When compounded with fibres they form fibre reinforced polymer composites which are used in the fabrication of factory finished structural composite OEM or replacement parts,[2] and as site-applied, cured and finished composite repair[3][4] and protection materials. When used as the binder for aggregates and other solid fillers they form particulate reinforced polymer composites which are used for factory-applied protective coating or component manufacture, and for site-applied and cured construction, or maintenance, repair and overhaul (MRO) purposes.


Curing transforms the resin into a plastic or elastomer/rubber by crosslinking through the formation of strong covalent bonds between individual chains of the polymer. Crosslink density varies depending on the monomer/pre-polymer mix used, and how the crosslinking is facilitated:

  • acrylic resins, polyesters and vinyl esters with unsaturated sites at the ends or on the backbone are generally linked by copolymerisation with unsaturated monomer diluents, with cure initiated by free radicals generated from ionizing radiation or by the photolytic or thermal decomposition of a radical initiator – the intensity of crosslinking is influenced by the degree of backbone unsaturation in the prepolymer;[5]
  • epoxy functional resins can be homopolymerised with anionic or cationic catalysts and heat, or copolymerised through nucleophilic addition reactions with multifunctional crosslinking agents which are also known as curing agents or hardeners. As reaction proceeds, larger and larger molecules are formed and highly branched crosslinked structures develop, the rate of cure being influenced by the physical form and functionality of epoxy resins and curing agents[6] - elevated temperature postcuring induces secondary crosslinking of backbone hydroxyl functionality which condense to form ether bonds;
  • polyurethanes form when isocyanate resins and prepolymers are combined with low- or high-molecular weight polyols, with strict stochiometric ratios being essential to control nucleophilic addition polymerisation - the degree of crosslinking and resulting physical type (elastomer or plastic) is adjusted from the molecular weight and functionality of isocyanate resins, prepolymers, and the exact combinations of diols, triols and polyols selected;[7]
  • phenolic, amino and furan resins all cure by polycondensation involving the release of water and heat, with cure initiation and polymerisation exotherm control influenced by curing temperature, catalyst selection/loading and processing method/pressure – the degree of pre-polymerisation and level of residual hydroxymethyl content in the resins determine the crosslink density.[8]

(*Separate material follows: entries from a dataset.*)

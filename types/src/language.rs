//! Language keys: the identifier that selects which snippet files apply.

use std::fmt;
use std::path::Path;

use serde::{Deserialize, Serialize};
use thiserror::Error;

/// Reserved key whose snippets apply to every language.
const ALL: &str = "all";

/// Identifier for a language (e.g. "python") or the reserved `all` key.
///
/// Derived from a snippet file's stem, so it must be usable as a file name:
/// non-empty, no path separators, not `.` or `..`.
#[derive(Debug, Clone, PartialEq, Eq, PartialOrd, Ord, Hash, Serialize, Deserialize)]
#[serde(try_from = "String", into = "String")]
pub struct LanguageKey(String);

#[derive(Debug, Clone, PartialEq, Eq, Error)]
pub enum LanguageKeyError {
    #[error("language key cannot be empty")]
    Empty,
    #[error("language key '{0}' contains a path separator")]
    PathSeparator(String),
    #[error("language key '{0}' is not a valid file name")]
    Reserved(String),
}

impl LanguageKey {
    pub fn new(value: impl Into<String>) -> Result<Self, LanguageKeyError> {
        let value = value.into();
        let trimmed = value.trim();
        if trimmed.is_empty() {
            return Err(LanguageKeyError::Empty);
        }
        if trimmed.contains(['/', '\\']) {
            return Err(LanguageKeyError::PathSeparator(trimmed.to_string()));
        }
        if trimmed == "." || trimmed == ".." {
            return Err(LanguageKeyError::Reserved(trimmed.to_string()));
        }
        Ok(Self(trimmed.to_string()))
    }

    /// The reserved key applying to every language.
    #[must_use]
    pub fn all() -> Self {
        Self(ALL.to_string())
    }

    #[must_use]
    pub fn is_all(&self) -> bool {
        self.0 == ALL
    }

    /// Derive a key from a snippet file path, if its extension matches.
    ///
    /// `python.json` with extension `json` yields `python`. The extension is
    /// compared case-sensitively so two files never map to the same key.
    /// Returns `None` for other extensions and for stems that are not valid keys.
    #[must_use]
    pub fn from_file_name(path: &Path, extension: &str) -> Option<Self> {
        let ext = path.extension()?.to_str()?;
        if ext != extension {
            return None;
        }
        let stem = path.file_stem()?.to_str()?;
        Self::new(stem).ok()
    }

    /// File name for this key's snippet file (e.g. `go.json`).
    #[must_use]
    pub fn file_name(&self, extension: &str) -> String {
        format!("{}.{extension}", self.0)
    }

    #[must_use]
    pub fn as_str(&self) -> &str {
        &self.0
    }
}

impl fmt::Display for LanguageKey {
    fn fmt(&self, f: &mut fmt::Formatter<'_>) -> fmt::Result {
        f.write_str(&self.0)
    }
}

impl TryFrom<String> for LanguageKey {
    type Error = LanguageKeyError;

    fn try_from(value: String) -> Result<Self, Self::Error> {
        Self::new(value)
    }
}

impl TryFrom<&str> for LanguageKey {
    type Error = LanguageKeyError;

    fn try_from(value: &str) -> Result<Self, Self::Error> {
        Self::new(value)
    }
}

impl From<LanguageKey> for String {
    fn from(value: LanguageKey) -> Self {
        value.0
    }
}
//! Example snippet bodies written by the "add snippet" command.

use crate::{LanguageKey, SnippetDefinition};

pub const EXAMPLE_NAME: &str = "Test";
pub const EXAMPLE_PREFIX: &str = "test";
pub const EXAMPLE_DESCRIPTION: &str = "Test";

/// Body used for languages without an entry in [`EXAMPLE_BODIES`].
const FALLBACK_BODY: &[&str] = &["console.log('Test');"];

const EXAMPLE_BODIES: &[(&str, &[&str])] = &[
    ("python", &["print('Test')"]),
    ("html", &["<div>Test</div>"]),
    ("css", &[".test {", "  color: red;", "}"]),
    ("java", &["System.out.println(\"Test\");"]),
    ("csharp", &["Console.WriteLine(\"Test\");"]),
    ("cpp", &["std::cout << \"Test\" << std::endl;"]),
    ("php", &["echo \"Test\";"]),
    ("ruby", &["puts \"Test\""]),
    ("go", &["fmt.Println(\"Test\")"]),
    ("rust", &["println!(\"Test\");"]),
    ("swift", &["print(\"Test\")"]),
    ("typescript", &["console.log('Test');"]),
];

/// Languages offered in the language picker, as `(id, display name)`.
pub const COMMON_LANGUAGES: &[(&str, &str)] = &[
    ("javascript", "JavaScript"),
    ("typescript", "TypeScript"),
    ("python", "Python"),
    ("html", "HTML"),
    ("css", "CSS"),
    ("java", "Java"),
    ("csharp", "C#"),
    ("cpp", "C++"),
    ("php", "PHP"),
    ("ruby", "Ruby"),
    ("go", "Go"),
];

/// Example body lines for a language.
#[must_use]
pub fn example_body(language: &LanguageKey) -> &'static [&'static str] {
    EXAMPLE_BODIES
        .iter()
        .find(|(id, _)| *id == language.as_str())
        .map_or(FALLBACK_BODY, |(_, body)| body)
}

/// The `Test` example definition for a language.
#[must_use]
pub fn example_definition(language: &LanguageKey) -> SnippetDefinition {
    let body = example_body(language)
        .iter()
        .map(|line| (*line).to_string())
        .collect();
    SnippetDefinition::new(
        EXAMPLE_NAME,
        EXAMPLE_PREFIX,
        body,
        Some(EXAMPLE_DESCRIPTION.to_string()),
    )
    .expect("example table entries are valid definitions")
}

Thermoset plastic polymers characterised by rigid, three-dimensional structures and high molecular weight, stay out of shape when deformed and undergo permanent or plastic deformation under load, and normally decompose before melting. Thermoset elastomers, which are soft and springy or rubbery and can be deformed and revert to their original shape on loading release, also decompose before melting. Conventional thermoset plastics or elastomers therefore cannot be melted and re-shaped after they are cured which implies that thermosets cannot be recycled for the same purpose, except as filler material.[9] There are developments however involving thermoset epoxy resins which on controlled and contained heating form crosslinked networks that can be repeatedly reshaped like silica glass by reversible covalent bond exchange reactions on reheating above the glass transition temperature.[10] There are also thermoset polyurethanes shown to have transient properties and which can thus be reprocessed or recycled.[11]

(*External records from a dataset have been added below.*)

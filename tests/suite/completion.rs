//! Completion behaviour through the service and in-memory host.

use quire_registry::{EmptyPrefixPolicy, MatchKind, SnippetsConfig};

use crate::common::{Workspace, key, offered, unseeded};

const ALL_TEST: &str = r#"{"Test": {"prefix": "test", "body": ["log(1)"]}}"#;

#[test]
fn python_file_sees_all_snippets_while_typing() {
    let ws = Workspace::new();
    ws.write("all.json", ALL_TEST);
    ws.write("python.json", "{}");
    let mut service = ws.start();

    service.on_context_change(key("python"));

    let partial = service.host().complete(&key("python"), "te");
    assert_eq!(partial.len(), 1);
    assert_eq!(partial[0].definition().name(), "Test");
    assert_eq!(partial[0].kind(), MatchKind::Partial);

    let complete = service.host().complete(&key("python"), "test");
    assert_eq!(complete.len(), 1);
    assert_eq!(complete[0].kind(), MatchKind::Complete);
    assert_eq!(complete[0].definition().body().lines(), ["log(1)"]);
}

#[test]
fn every_nonempty_prefix_of_a_trigger_matches() {
    let ws = Workspace::new();
    ws.write(
        "rust.json",
        r#"{"Print": {"prefix": "println", "body": "println!(\"$1\");"}}"#,
    );
    let mut service = ws.start();
    service.on_context_change(key("rust"));

    for end in 1..="println".len() {
        let typed = &"println"[..end];
        assert_eq!(offered(&service, "rust", typed), ["println"], "typed {typed:?}");
    }
}

#[test]
fn language_file_overrides_all_by_name() {
    let ws = Workspace::new();
    ws.write(
        "all.json",
        r#"{"Log": {"prefix": "log", "body": "console.log($1)"}, "Todo": {"prefix": "todo", "body": "TODO: $1"}}"#,
    );
    ws.write(
        "python.json",
        r#"{"Log": {"prefix": "log", "body": "print($1)"}}"#,
    );
    let mut service = ws.start();
    service.on_context_change(key("python"));

    let effective = service.effective_snippets(&key("python"));
    assert_eq!(effective.len(), 2);
    assert_eq!(effective["Log"].body().text(), "print($1)");
    assert_eq!(effective["Todo"].body().text(), "TODO: $1");

    let completions = service.host().complete(&key("python"), "lo");
    assert_eq!(completions.len(), 1);
    assert_eq!(completions[0].definition().body().text(), "print($1)");
}

#[test]
fn partial_match_uses_trimmed_line_text() {
    let ws = Workspace::new();
    ws.write("all.json", ALL_TEST);
    let mut service = ws.start();
    service.on_context_change(key("go"));

    assert_eq!(offered(&service, "go", "  te"), ["test"]);
    assert_eq!(offered(&service, "go", "te "), ["test"]);
    assert!(offered(&service, "go", "x := te").is_empty());
    assert_eq!(offered(&service, "go", "mytest"), ["test"]);

    let trailing = service.host().complete(&key("go"), "\tte ");
    assert_eq!(trailing[0].kind(), MatchKind::Partial);
    assert_eq!(trailing[0].replace_len(), 3);
}

#[test]
fn cursor_column_limits_the_typed_text() {
    let ws = Workspace::new();
    ws.write("all.json", ALL_TEST);
    let mut service = ws.start();
    service.on_context_change(key("go"));

    let completions = service.host().complete_at(&key("go"), "test(); // ünïcode", 4);
    assert_eq!(completions.len(), 1);
    assert_eq!(completions[0].kind(), MatchKind::Complete);
    assert_eq!(completions[0].replace_len(), 4);
}

#[test]
fn blank_line_policy_is_configurable() {
    let ws = Workspace::new();
    ws.write("all.json", ALL_TEST);

    let mut strict = ws.start();
    strict.on_context_change(key("go"));
    assert!(offered(&strict, "go", "   ").is_empty());

    let mut eager = ws.start_with(SnippetsConfig {
        empty_prefix: EmptyPrefixPolicy::MatchAll,
        ..unseeded()
    });
    eager.on_context_change(key("go"));
    assert_eq!(offered(&eager, "go", "   "), ["test"]);
}

#[test]
fn unfocused_language_gets_nothing() {
    let ws = Workspace::new();
    ws.write("all.json", ALL_TEST);
    let mut service = ws.start();
    service.on_context_change(key("go"));

    assert!(offered(&service, "python", "te").is_empty());
}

Thermosetting polymer mixtures based on thermosetting resin monomers and pre-polymers can be formulated and applied/processed in a variety of ways to create distinctive cured properties that cannot be achieved with thermoplastic polymers or inorganic materials.[12][13] Application/process uses and methods for thermosets include protective coating, seamless flooring, civil engineering construction grouts for jointing and injection, mortars, foundry sands, adhesives, sealants, castings, potting, electrical insulation, encapsulation, 3D printing, solid foams, wet lay-up laminating, pultrusion, gelcoats, filament winding, pre-pregs, and molding. Specific methods of molding thermosets are:


Thermosetting plastics are generally stronger than thermoplastic materials due to the three-dimensional network of bonds (crosslinking), and are also better suited to high-temperature applications up to the decomposition temperature since they keep their shape as strong covalent bonds between polymer chains cannot be easily broken. The higher the crosslink density and aromatic content of a thermoset polymer, the higher the resistance to heat degradation and chemical attack. Mechanical strength and hardness also improve with crosslink density, although at the expense of brittleness.[14]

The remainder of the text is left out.